How to talk about failure without killing the mood of a room? That was my dilemma leading up to last night’s amazing Lean Startup Ignite event (and I loved the Ignite format!).
Lane Halley suggested that focusing on what I would do differently next time would keep it positive, and I hoped that my drawings could help lighten the subject matter. (to be clear, I am not depressed about shutting down Aprizi. The hardest part was making the decision, but it was the right one)
The video from the event’s 14 talks should go up soon, but for those who are interested in the content, here is the presentation (note: the actual words are a bit longer in some sections than my final delivery):
Today I want to talk to you about failing lean. I spent about 15 months bootstrapping a startup called Aprizi up to about 10 thousand actives a month, but had to wind it down in April. Ultimately we ran out of time.
So by failing I don’t mean fail fast. I mean fail-failed. Kaput. Put a bullet in it. Old Yeller.
Now, throughout the process we tried really hard to follow the lessons of these two scruffy guys from Silicon Valley.
Yes, I am talking about Eric Ries and Steve Blank. We got out of the building. We learned, built, tested and pivoted. We started lightweight and on paper and built more as our confidence grew.
It didn’t stop the sky from falling on our heads. We were not able to raise funding for many reasons, but today I wanted to talk about a few of the things I would do differently next time around.
First, I would focus on revenue much earlier. I’m not dogmatic about this for everyone, but I do have a hypothesis that New York investors want to see clear virality or clear line to revenue. Vision and engagement are not enough.
Unfortunately, I made a bet to focus on engagement. I thought the biggest risk was whether people would love the product, have fun with it and become passionate about it. We ended up having great engagement numbers, but the biggest risk to getting funded was not having proof points around revenue.
(Extra note: we grew from 2K to 5K to 10K monthly uniques, but it flattened once we started consulting and stopped working for growth. Aprizi wasn’t insanely viral and I question now if I wasn’t too optimistic and not ruthless enough in really questioning our performance. That said, we were pivoting in our hunt, and towards the end it became hard not to focus on anything other than survival.)
Next time I’m going to do a lot more prep work before I actually go full time. I’m a dad with two kids so ultimately I had about 12 months to make this thing work, which isn’t a lot of time especially when you pivot three times.
We got excited about the promise and early validation, but it’s just the reality of my situation in life that I need to have accomplished and learned and validated a lot more before “starting the clock”.
I did the design and CSS which took me partway there, and let’s face it, I will never be a brilliant programmer, but there are always lots of little things that don’t take a PhD to fix. It is just a no-brainer that the more you can contribute to the flexibility and speed of the product, the better.
Along these lines, next time, if I tackle a truly ambitious tech goal, I need to start with more than one technical co-founder. In some ways, what Liz and I tried to accomplish with two people and favors from friends was lunatic.
We would have been fine if our first idea was the right one, but we could not move fast enough to get far enough with several pivots.
I won’t deny that I sometimes got frustrated at stories from angel-funded lean startups about all the great iterations, lean startup stuff, and multiple shots at goal they could take and do with more resources, but those are the breaks and part of startup life.

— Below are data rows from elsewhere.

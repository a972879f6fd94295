//! HTTP completion client for OpenAI-compatible and Anthropic endpoints.

use std::time::Duration;

use async_trait::async_trait;
use backoff::{backoff::Backoff, ExponentialBackoff};
use reqwest::{Client, Response};
use secrecy::{ExposeSecret, SecretString};
use serde::{Deserialize, Serialize};
use tracing::{debug, error, warn};

use topicgen_types::{ApiProvider, ApiSettings};

use super::{CompletionClient, CompletionError, CompletionParams};
use crate::tokens::{TiktokenCounter, TokenCounter};

const ANTHROPIC_VERSION: &str = "2023-06-01";

/// Completion client that talks to a hosted model API.
pub struct ApiCompletionClient {
    client: Client,
    provider: ApiProvider,
    base_url: String,
    model: String,
    api_key: SecretString,
    max_retries: u32,
    max_elapsed: Duration,
    counter: TiktokenCounter,
}

impl ApiCompletionClient {
    /// Build a client from API settings.
    ///
    /// Fails when no key is configured or set in the provider's env var.
    pub fn from_settings(settings: &ApiSettings) -> Result<Self, CompletionError> {
        let api_key = settings.resolved_api_key().ok_or_else(|| {
            CompletionError::Config(format!(
                "no API key: set api.api_key or {}",
                settings.provider.api_key_env()
            ))
        })?;

        let client = Client::builder()
            .timeout(Duration::from_secs(settings.timeout_secs))
            .build()
            .map_err(|e| CompletionError::Config(e.to_string()))?;

        Ok(Self {
            client,
            provider: settings.provider,
            base_url: settings
                .effective_base_url()
                .trim_end_matches('/')
                .to_string(),
            model: settings.model.clone(),
            api_key: SecretString::from(api_key),
            max_retries: settings.max_retries.max(1),
            max_elapsed: Duration::from_secs(120),
            counter: TiktokenCounter::for_model(&settings.model),
        })
    }

    /// Cap total time spent retrying one call.
    pub fn with_max_elapsed(mut self, max_elapsed: Duration) -> Self {
        self.max_elapsed = max_elapsed;
        self
    }

    pub fn model(&self) -> &str {
        &self.model
    }

    /// Call the API with retry logic.
    async fn call_api(
        &self,
        prompt: &str,
        params: &CompletionParams,
    ) -> Result<String, CompletionError> {
        let mut backoff = ExponentialBackoff {
            max_elapsed_time: Some(self.max_elapsed),
            ..Default::default()
        };

        let mut attempts = 0;

        loop {
            attempts += 1;
            debug!(attempt = attempts, model = %self.model, "Calling completion API");

            let result = match self.provider {
                ApiProvider::OpenAi => self.make_openai_request(prompt, params).await,
                ApiProvider::Anthropic => self.make_anthropic_request(prompt, params).await,
            };

            match result {
                Ok(text) => return Ok(text),
                Err(e) if !is_retryable(&e) => return Err(e),
                Err(e) => {
                    if attempts >= self.max_retries {
                        error!(error = %e, "Max retries exceeded");
                        return Err(e);
                    }

                    match backoff.next_backoff() {
                        Some(duration) => {
                            warn!(
                                error = %e,
                                retry_in_ms = duration.as_millis(),
                                "API call failed, retrying"
                            );
                            tokio::time::sleep(duration).await;
                        }
                        None => {
                            error!(error = %e, "Backoff exhausted");
                            return Err(e);
                        }
                    }
                }
            }
        }
    }

    async fn make_openai_request(
        &self,
        prompt: &str,
        params: &CompletionParams,
    ) -> Result<String, CompletionError> {
        #[derive(Serialize)]
        struct OpenAIRequest<'a> {
            model: &'a str,
            messages: Vec<ChatMessage<'a>>,
            max_tokens: usize,
            temperature: f32,
            top_p: f32,
        }

        #[derive(Deserialize)]
        struct OpenAIResponse {
            choices: Vec<OpenAIChoice>,
        }

        #[derive(Deserialize)]
        struct OpenAIChoice {
            message: OpenAIMessageResponse,
        }

        #[derive(Deserialize)]
        struct OpenAIMessageResponse {
            #[serde(default)]
            content: Option<String>,
        }

        let request = OpenAIRequest {
            model: &self.model,
            messages: vec![ChatMessage {
                role: "user",
                content: prompt,
            }],
            max_tokens: params.max_tokens,
            temperature: params.temperature,
            top_p: params.top_p,
        };

        let url = format!("{}/chat/completions", self.base_url);

        let response = self
            .client
            .post(&url)
            .bearer_auth(self.api_key.expose_secret())
            .json(&request)
            .send()
            .await
            .map_err(map_send_error)?;

        let body: OpenAIResponse = check_status(response)
            .await?
            .json()
            .await
            .map_err(|e| CompletionError::Parse(e.to_string()))?;

        body.choices
            .into_iter()
            .next()
            .map(|c| c.message.content.unwrap_or_default())
            .ok_or_else(|| CompletionError::Parse("No choices in response".to_string()))
    }

    async fn make_anthropic_request(
        &self,
        prompt: &str,
        params: &CompletionParams,
    ) -> Result<String, CompletionError> {
        #[derive(Serialize)]
        struct AnthropicRequest<'a> {
            model: &'a str,
            max_tokens: usize,
            temperature: f32,
            top_p: f32,
            messages: Vec<ChatMessage<'a>>,
        }

        #[derive(Deserialize)]
        struct AnthropicResponse {
            content: Vec<AnthropicContent>,
        }

        #[derive(Deserialize)]
        struct AnthropicContent {
            #[serde(default)]
            text: String,
        }

        let request = AnthropicRequest {
            model: &self.model,
            max_tokens: params.max_tokens,
            temperature: params.temperature,
            top_p: params.top_p,
            messages: vec![ChatMessage {
                role: "user",
                content: prompt,
            }],
        };

        let url = format!("{}/messages", self.base_url);

        let response = self
            .client
            .post(&url)
            .header("x-api-key", self.api_key.expose_secret())
            .header("anthropic-version", ANTHROPIC_VERSION)
            .json(&request)
            .send()
            .await
            .map_err(map_send_error)?;

        let body: AnthropicResponse = check_status(response)
            .await?
            .json()
            .await
            .map_err(|e| CompletionError::Parse(e.to_string()))?;

        if body.content.is_empty() {
            return Err(CompletionError::Parse("No content in response".to_string()));
        }
        Ok(body
            .content
            .into_iter()
            .map(|c| c.text)
            .collect::<Vec<_>>()
            .join(""))
    }
}

#[derive(Serialize)]
struct ChatMessage<'a> {
    role: &'a str,
    content: &'a str,
}

fn map_send_error(e: reqwest::Error) -> CompletionError {
    if e.is_timeout() {
        CompletionError::Timeout
    } else {
        CompletionError::Api(e.to_string())
    }
}

async fn check_status(response: Response) -> Result<Response, CompletionError> {
    let status = response.status();
    if status.as_u16() == 429 {
        return Err(CompletionError::RateLimitExceeded);
    }
    if !status.is_success() {
        let body = response.text().await.unwrap_or_default();
        return Err(CompletionError::Api(format!("HTTP {}: {}", status, body)));
    }
    Ok(response)
}

/// Client errors and unparseable bodies will not improve on retry.
fn is_retryable(e: &CompletionError) -> bool {
    match e {
        CompletionError::RateLimitExceeded | CompletionError::Timeout => true,
        CompletionError::Api(msg) => !msg.starts_with("HTTP 4"),
        CompletionError::Parse(_) | CompletionError::Config(_) | CompletionError::Interrupted => {
            false
        }
    }
}

impl TokenCounter for ApiCompletionClient {
    fn count_tokens(&self, text: &str) -> usize {
        self.counter.count_tokens(text)
    }

    fn truncate_to_tokens(&self, text: &str, max_tokens: usize) -> String {
        self.counter.truncate_to_tokens(text, max_tokens)
    }
}

#[async_trait]
impl CompletionClient for ApiCompletionClient {
    async fn complete(
        &self,
        prompt: &str,
        params: &CompletionParams,
    ) -> Result<String, CompletionError> {
        self.call_api(prompt, params).await
    }
}
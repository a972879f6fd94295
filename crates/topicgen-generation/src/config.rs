//! Generator configuration.

use topicgen_types::Settings;

use crate::client::CompletionParams;

/// Per-run knobs of the generation loop.
#[derive(Debug, Clone)]
pub struct GeneratorConfig {
    /// Consecutive documents without a new topic before the run converges
    pub early_stop: usize,

    /// Sampling parameters for every completion
    pub params: CompletionParams,

    /// Prompt token limit (context window minus output budget)
    pub token_limit: usize,

    /// Tokens kept free for topics when a document has to be truncated
    pub max_topic_headroom: usize,
}

impl Default for GeneratorConfig {
    fn default() -> Self {
        Self {
            early_stop: 50,
            params: CompletionParams::default(),
            token_limit: 7000,
            max_topic_headroom: 500,
        }
    }
}

impl GeneratorConfig {
    pub fn from_settings(settings: &Settings) -> Self {
        let g = &settings.generation;
        Self {
            early_stop: g.early_stop,
            params: CompletionParams {
                max_tokens: g.max_tokens,
                temperature: g.temperature,
                top_p: g.top_p,
            },
            token_limit: settings.prompt_token_limit(),
            max_topic_headroom: g.max_topic_headroom,
        }
    }

    pub fn with_early_stop(mut self, early_stop: usize) -> Self {
        self.early_stop = early_stop;
        self
    }

    pub fn with_token_limit(mut self, token_limit: usize) -> Self {
        self.token_limit = token_limit;
        self
    }
}

#[cfg(test)]
mod tests {
    use super::*;

    #[test]
    fn test_from_default_settings() {
        let config = GeneratorConfig::from_settings(&Settings::default());
        assert_eq!(config.early_stop, 50);
        assert_eq!(config.token_limit, 7000);
        assert_eq!(config.max_topic_headroom, 500);
        assert_eq!(config.params, CompletionParams::default());
    }

    #[test]
    fn test_from_custom_settings() {
        let mut settings = Settings::default();
        settings.api.model = "gpt-3.5-turbo".to_string();
        settings.generation.max_tokens = 500;
        settings.generation.early_stop = 10;
        let config = GeneratorConfig::from_settings(&settings);
        assert_eq!(config.token_limit, 4096 - 500);
        assert_eq!(config.params.max_tokens, 500);
        assert_eq!(config.early_stop, 10);
    }
}
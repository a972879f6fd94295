//! # topicgen-types
//!
//! Shared settings and error types for the topic generation workspace.
//!
//! Settings are layered: built-in defaults, the user config file, any
//! run config files named on the command line, then `TOPICGEN_*`
//! environment variables. CLI flags are applied by the caller last.

pub mod config;
pub mod error;

pub use crate::config::{
    ApiProvider, ApiSettings, EmbeddingSettings, GenerationSettings, Settings,
};
pub use error::SettingsError;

Next time I do a startup, I’m not going to pitch VCs until I have clear compelling results that I think investors care about. Brainstorming and networking with them is fine, but you have a limited window to be “on the market”.
I don’t really think that here in New York, learnings and lean startup count as acceptable results.The West Coast bloggers write about sharing your learnings and process and how helpful that can be in raising money. I didn’t feel that at all – as a matter of fact, my learnings slide probably got the least attention. Being “lean” earned us a degree of respect but nothing more than that.

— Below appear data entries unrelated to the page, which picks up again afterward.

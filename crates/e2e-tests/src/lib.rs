//! End-to-end test infrastructure for topicgen.
//!
//! Provides a [`TestHarness`] that lays out a prompt template, seed file and
//! JSONL corpus in a temp directory and returns [`Settings`] pointing at them.

use std::fs;
use std::path::{Path, PathBuf};

use topicgen_embeddings::{Embedding, EmbeddingError, EmbeddingModel};
use topicgen_generation::Document;
use topicgen_types::Settings;

/// Prompt template in the shape of the shipped generation prompt.
pub const TEMPLATE: &str = "You will receive a document and a set of top-level topics.\n\
[Topics]\n{Topics}\n\
[Document]\n{Document}\n\
Return any new or reused topics as [1] Topic: Description lines.";

/// Seed topics used by most scenarios.
pub const SEED: &str = "[1] Trade: Mentions the exchange of capital, goods, and services.\n";

/// Temp-dir workspace for one end-to-end run.
pub struct TestHarness {
    /// Keeps temp dir alive for the lifetime of the harness
    pub _temp_dir: tempfile::TempDir,
    pub root: PathBuf,
    pub settings: Settings,
}

impl TestHarness {
    /// Harness with the default template and seed and `texts` as the corpus.
    pub fn new(texts: &[&str]) -> Self {
        Self::with_seed(SEED, texts)
    }

    pub fn with_seed(seed: &str, texts: &[&str]) -> Self {
        let temp_dir = tempfile::TempDir::new().expect("Failed to create temp dir");
        let root = temp_dir.path().to_path_buf();

        fs::write(root.join("prompt.txt"), TEMPLATE).expect("Failed to write template");
        fs::write(root.join("seed.md"), seed).expect("Failed to write seed");
        write_corpus(&root.join("data.jsonl"), texts);

        let mut settings = Settings::default();
        settings.data = path_str(&root.join("data.jsonl"));
        settings.generation.prompt = path_str(&root.join("prompt.txt"));
        settings.generation.seed = path_str(&root.join("seed.md"));
        settings.generation.output = path_str(&root.join("output").join("generation_1.jsonl"));
        settings.generation.topic_output = path_str(&root.join("output").join("generation_1.md"));
        settings.embeddings.enabled = false;

        Self {
            _temp_dir: temp_dir,
            root,
            settings,
        }
    }

    pub fn topic_file(&self) -> String {
        fs::read_to_string(&self.settings.generation.topic_output)
            .expect("Failed to read topic file")
    }

    /// Response log records, one JSON value per line.
    pub fn response_log(&self) -> Vec<serde_json::Value> {
        fs::read_to_string(&self.settings.generation.output)
            .expect("Failed to read response log")
            .lines()
            .map(|line| serde_json::from_str(line).expect("Invalid JSON in response log"))
            .collect()
    }
}

fn path_str(path: &Path) -> String {
    path.to_string_lossy().to_string()
}

/// Write `texts` as JSONL records with sequential ids.
pub fn write_corpus(path: &Path, texts: &[&str]) {
    let body: String = texts
        .iter()
        .enumerate()
        .map(|(i, text)| {
            let record = serde_json::json!({"id": format!("doc-{}", i), "text": text});
            format!("{}\n", record)
        })
        .collect();
    fs::write(path, body).expect("Failed to write corpus");
}

/// In-memory documents with sequential ids.
pub fn documents(texts: &[&str]) -> Vec<Document> {
    texts
        .iter()
        .enumerate()
        .map(|(i, text)| Document::new(format!("doc-{}", i), *text))
        .collect()
}

/// Embedder that scores texts by keyword presence, one dimension per keyword.
pub struct KeywordEmbedder {
    keywords: Vec<String>,
}

impl KeywordEmbedder {
    pub fn new(keywords: &[&str]) -> Self {
        Self {
            keywords: keywords.iter().map(|k| k.to_lowercase()).collect(),
        }
    }
}

impl EmbeddingModel for KeywordEmbedder {
    fn name(&self) -> &str {
        "keyword"
    }

    fn embed(&self, text: &str) -> Result<Embedding, EmbeddingError> {
        let lower = text.to_lowercase();
        let mut values: Vec<f32> = self
            .keywords
            .iter()
            .map(|k| lower.matches(k.as_str()).count() as f32)
            .collect();
        values.push(0.01);
        Ok(Embedding::new(values))
    }
}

Another thing I’m not going to duplicate is consulting to bootstrap. In a few situations there is magical alignment between consulting work and a startup, but in so many cases it is a disaster, especially if you have any sort of time pressure. I knew this already, but we couldn’t help it. In February and March with the specter of death looming above us, we took some project work to pay the rent and keep things going.
But the multi-tasking and context switching killed our productivity. I felt like we were not doing a good job for either the startup or the client. Our momentum ground to a halt, and our timelines became completely untenable.
What am I less certain about? Analytics is one. While we measured a lot of basic stuff, we did not do the same level of quantitative work and A/B testing that others do. I really focused my efforts on the qualitative side.
I think that our best leaps came from talking to people, watching them, and reading their body language, and so I think this helped us avoid the local optima problem. But I wrestle with what we could have done differently and better.
Finally, what I really don’t regret is trying to be as lean startup as we could. We weren’t perfect at it but gave it our all. There are funded companies out there trying to do things we pivoted away from, but I don’t regret our decisions, and suspect that many of them will be spending a lot more money to learn what we learned.
After 6 startups, I am trying to get smarter about both when and how to start *and* stop. A startup is a race to build something truly of value to world. It is also a race against time. I lost this race, but am better for it. Thank you.